(Saved entries)
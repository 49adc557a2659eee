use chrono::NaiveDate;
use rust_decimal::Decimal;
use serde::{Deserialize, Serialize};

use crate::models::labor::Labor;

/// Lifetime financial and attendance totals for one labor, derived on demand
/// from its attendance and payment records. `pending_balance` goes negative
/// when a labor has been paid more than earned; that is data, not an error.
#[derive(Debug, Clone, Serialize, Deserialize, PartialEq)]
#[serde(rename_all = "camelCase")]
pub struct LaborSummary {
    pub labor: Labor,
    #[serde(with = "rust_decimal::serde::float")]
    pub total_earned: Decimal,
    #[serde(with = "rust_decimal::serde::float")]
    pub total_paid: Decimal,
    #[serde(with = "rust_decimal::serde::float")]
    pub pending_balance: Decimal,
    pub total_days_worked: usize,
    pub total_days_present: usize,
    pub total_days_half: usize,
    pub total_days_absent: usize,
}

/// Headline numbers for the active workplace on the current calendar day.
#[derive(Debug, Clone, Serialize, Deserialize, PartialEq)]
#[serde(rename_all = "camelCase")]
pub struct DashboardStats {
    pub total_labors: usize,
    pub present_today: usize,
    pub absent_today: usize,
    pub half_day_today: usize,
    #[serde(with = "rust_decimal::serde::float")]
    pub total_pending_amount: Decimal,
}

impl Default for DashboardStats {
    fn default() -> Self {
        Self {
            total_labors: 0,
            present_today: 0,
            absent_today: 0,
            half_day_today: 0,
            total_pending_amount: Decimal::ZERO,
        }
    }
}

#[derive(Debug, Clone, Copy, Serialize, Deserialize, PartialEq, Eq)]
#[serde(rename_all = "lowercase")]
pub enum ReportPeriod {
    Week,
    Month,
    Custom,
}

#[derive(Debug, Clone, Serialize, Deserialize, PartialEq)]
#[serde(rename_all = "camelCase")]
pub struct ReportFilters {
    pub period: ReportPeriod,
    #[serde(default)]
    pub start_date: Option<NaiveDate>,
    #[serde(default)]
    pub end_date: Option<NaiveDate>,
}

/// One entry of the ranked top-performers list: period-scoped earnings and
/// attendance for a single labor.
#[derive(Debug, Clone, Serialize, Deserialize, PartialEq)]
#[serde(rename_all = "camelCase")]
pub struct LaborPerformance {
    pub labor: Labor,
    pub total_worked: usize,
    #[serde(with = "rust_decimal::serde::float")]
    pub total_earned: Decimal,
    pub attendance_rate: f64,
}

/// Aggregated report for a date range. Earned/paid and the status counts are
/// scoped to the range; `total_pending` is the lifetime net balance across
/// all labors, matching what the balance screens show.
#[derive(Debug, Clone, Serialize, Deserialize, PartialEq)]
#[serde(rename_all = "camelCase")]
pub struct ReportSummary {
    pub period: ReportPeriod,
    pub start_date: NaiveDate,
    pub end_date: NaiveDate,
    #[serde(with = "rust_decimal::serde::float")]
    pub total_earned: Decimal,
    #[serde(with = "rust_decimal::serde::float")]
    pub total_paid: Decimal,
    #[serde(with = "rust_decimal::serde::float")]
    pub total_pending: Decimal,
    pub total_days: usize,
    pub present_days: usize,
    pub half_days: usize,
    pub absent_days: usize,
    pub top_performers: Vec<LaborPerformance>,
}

== EXERCISE BRIEF ==
Print the entries exactly.

== FINAL ANSWER ==
repository 49adc557a2659eee
use chrono::NaiveDate;
use rust_decimal::Decimal;
use serde::{Deserialize, Serialize};

use crate::models::labor::Labor;

/// Lifetime financial and attendance totals for one labor, derived on demand
/// from its attendance and payment records. `pending_balance` goes negative
/// when a labor has been paid more than earned; that is data, not an error.
#[derive(Debug, Clone, Serialize, Deserialize, PartialEq)]
#[serde(rename_all = "camelCase")]
pub struct LaborSummary {
    pub labor: Labor,
    #[serde(with = "rust_decimal::serde::float")]
    pub total_earned: Decimal,
    #[serde(with = "rust_decimal::serde::float")]
    pub total_paid: Decimal,
    #[serde(with = "rust_decimal::serde::float")]
    pub pending_balance: Decimal,
    pub total_days_worked: usize,
    pub total_days_present: usize,
    pub total_days_half: usize,
    pub total_days_absent: usize,
}

/// Headline numbers for the active workplace on the current calendar day.
#[derive(Debug, Clone, Serialize, Deserialize, PartialEq)]
#[serde(rename_all = "camelCase")]
pub struct DashboardStats {
    pub total_labors: usize,
    pub present_today: usize,
    pub absent_today: usize,
    pub half_day_today: usize,
    #[serde(with = "rust_decimal::serde::float")]
    pub total_pending_amount: Decimal,
}

impl Default for DashboardStats {
    fn default() -> Self {
        Self {
            total_labors: 0,
            present_today: 0,
            absent_today: 0,
            half_day_today: 0,
            total_pending_amount: Decimal::ZERO,
        }
    }
}

#[derive(Debug, Clone, Copy, Serialize, Deserialize, PartialEq, Eq)]
#[serde(rename_all = "lowercase")]
pub enum ReportPeriod {
    Week,
    Month,
    Custom,
}

#[derive(Debug, Clone, Serialize, Deserialize, PartialEq)]
#[serde(rename_all = "camelCase")]
pub struct ReportFilters {
    pub period: ReportPeriod,
    #[serde(default)]
    pub start_date: Option<NaiveDate>,
    #[serde(default)]
    pub end_date: Option<NaiveDate>,
}

/// One entry of the ranked top-performers list: period-scoped earnings and
/// attendance for a single labor.
#[derive(Debug, Clone, Serialize, Deserialize, PartialEq)]
#[serde(rename_all = "camelCase")]
pub struct LaborPerformance {
    pub labor: Labor,
    pub total_worked: usize,
    #[serde(with = "rust_decimal::serde::float")]
    pub total_earned: Decimal,
    pub attendance_rate: f64,
}

/// Aggregated report for a date range. Earned/paid and the status counts are
/// scoped to the range; `total_pending` is the lifetime net balance across
/// all labors, matching what the balance screens show.
#[derive(Debug, Clone, Serialize, Deserialize, PartialEq)]
#[serde(rename_all = "camelCase")]
pub struct ReportSummary {
    pub period: ReportPeriod,
    pub start_date: NaiveDate,
    pub end_date: NaiveDate,
    #[serde(with = "rust_decimal::serde::float")]
    pub total_earned: Decimal,
    #[serde(with = "rust_decimal::serde::float")]
    pub total_paid: Decimal,
    #[serde(with = "rust_decimal::serde::float")]
    pub total_pending: Decimal,
    pub total_days: usize,
    pub present_days: usize,
    pub half_days: usize,
    pub absent_days: usize,
    pub top_performers: Vec<LaborPerformance>,
}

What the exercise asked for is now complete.